### Assignment:
Wherever the string "Queues" shows up in the records below, return that line.

### Given data:

____

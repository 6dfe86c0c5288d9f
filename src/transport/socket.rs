//! Socket abstraction between connection monitors and the wire.
//!
//! A [`Connector`] opens sockets; each open returns a [`Socket`] handle for
//! outbound traffic and reports everything else through an [`EventSink`].
//!
//! # Generations
//!
//! Every socket a monitor opens gets a new generation number. The sink tags
//! each event with it so the monitor can drop late events from a socket it
//! already replaced.
//!
//! ```text
//! Monitor ──open(url, sink#3)──► Connector ──spawn──► transport task
//!    ▲                                                     │
//!    └──────────── (3, SocketEvent) ◄──────────────────────┘
//! ```

// ============================================================================
// Imports
// ============================================================================

use std::sync::Arc;

use tokio::sync::mpsc;

use crate::error::Result;
use crate::protocol::SocketEvent;

// ============================================================================
// Types
// ============================================================================

/// Event tagged with the generation of the socket that raised it.
pub(crate) type TaggedEvent = (u64, SocketEvent);

// ============================================================================
// Socket
// ============================================================================

/// Outbound half of an open (or opening) socket.
///
/// All methods are non-blocking: they queue work for the transport.
pub trait Socket: Send + Sync {
    /// Queues a text frame.
    ///
    /// # Errors
    ///
    /// Returns [`Error::ConnectionClosed`](crate::Error::ConnectionClosed) if
    /// the transport has already shut down.
    fn send_text(&self, text: String) -> Result<()>;

    /// Queues a liveness probe.
    ///
    /// # Errors
    ///
    /// Returns [`Error::ConnectionClosed`](crate::Error::ConnectionClosed) if
    /// the transport has already shut down.
    fn ping(&self) -> Result<()>;

    /// Starts a graceful close.
    fn close(&self);

    /// Drops the connection immediately, without a close handshake.
    fn terminate(&self);
}

// ============================================================================
// Connector
// ============================================================================

/// Opens sockets for connection monitors.
///
/// `open` must return without waiting for the handshake. The outcome is
/// reported later through `events`: [`SocketEvent::Opened`] on success, or
/// [`SocketEvent::Errored`] / [`SocketEvent::Closed`] on failure.
pub trait Connector: Send + Sync + 'static {
    /// Starts opening a socket to `url`.
    ///
    /// # Errors
    ///
    /// Returns an error if the socket cannot even be constructed (for
    /// example a malformed URL). The monitor counts this as a failure.
    fn open(&self, url: &str, events: EventSink) -> Result<Arc<dyn Socket>>;
}

// ============================================================================
// EventSink
// ============================================================================

/// Delivers socket events to the owning monitor.
#[derive(Debug, Clone)]
pub struct EventSink {
    /// Generation of the socket this sink belongs to.
    generation: u64,
    /// Monitor's event channel.
    tx: mpsc::UnboundedSender<TaggedEvent>,
}

impl EventSink {
    /// Creates a sink for one socket generation.
    #[inline]
    pub(crate) fn new(generation: u64, tx: mpsc::UnboundedSender<TaggedEvent>) -> Self {
        Self { generation, tx }
    }

    /// Returns the socket generation.
    #[inline]
    #[must_use]
    pub fn generation(&self) -> u64 {
        self.generation
    }

    /// Sends an event to the monitor.
    ///
    /// Returns `false` if the monitor has stopped.
    #[inline]
    pub fn emit(&self, event: SocketEvent) -> bool {
        self.tx.send((self.generation, event)).is_ok()
    }

    /// Returns `true` if the monitor has stopped listening.
    #[inline]
    #[must_use]
    pub fn is_closed(&self) -> bool {
        self.tx.is_closed()
    }
}

// ============================================================================
// Tests
// ============================================================================

#[cfg(test)]
mod tests {
    use super::*;

    #[test]
    fn test_sink_tags_generation() {
        let (tx, mut rx) = mpsc::unbounded_channel();
        let sink = EventSink::new(7, tx);

        assert!(sink.emit(SocketEvent::Opened));
        assert_eq!(rx.try_recv().unwrap(), (7, SocketEvent::Opened));
        assert_eq!(sink.generation(), 7);
    }

    #[test]
    fn test_sink_reports_closed_monitor() {
        let (tx, rx) = mpsc::unbounded_channel();
        let sink = EventSink::new(1, tx);
        drop(rx);

        assert!(sink.is_closed());
        assert!(!sink.emit(SocketEvent::LivenessResponse));
    }
}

____

### Result of the task:
    /// Queues a text frame.
    /// Queues a liveness probe.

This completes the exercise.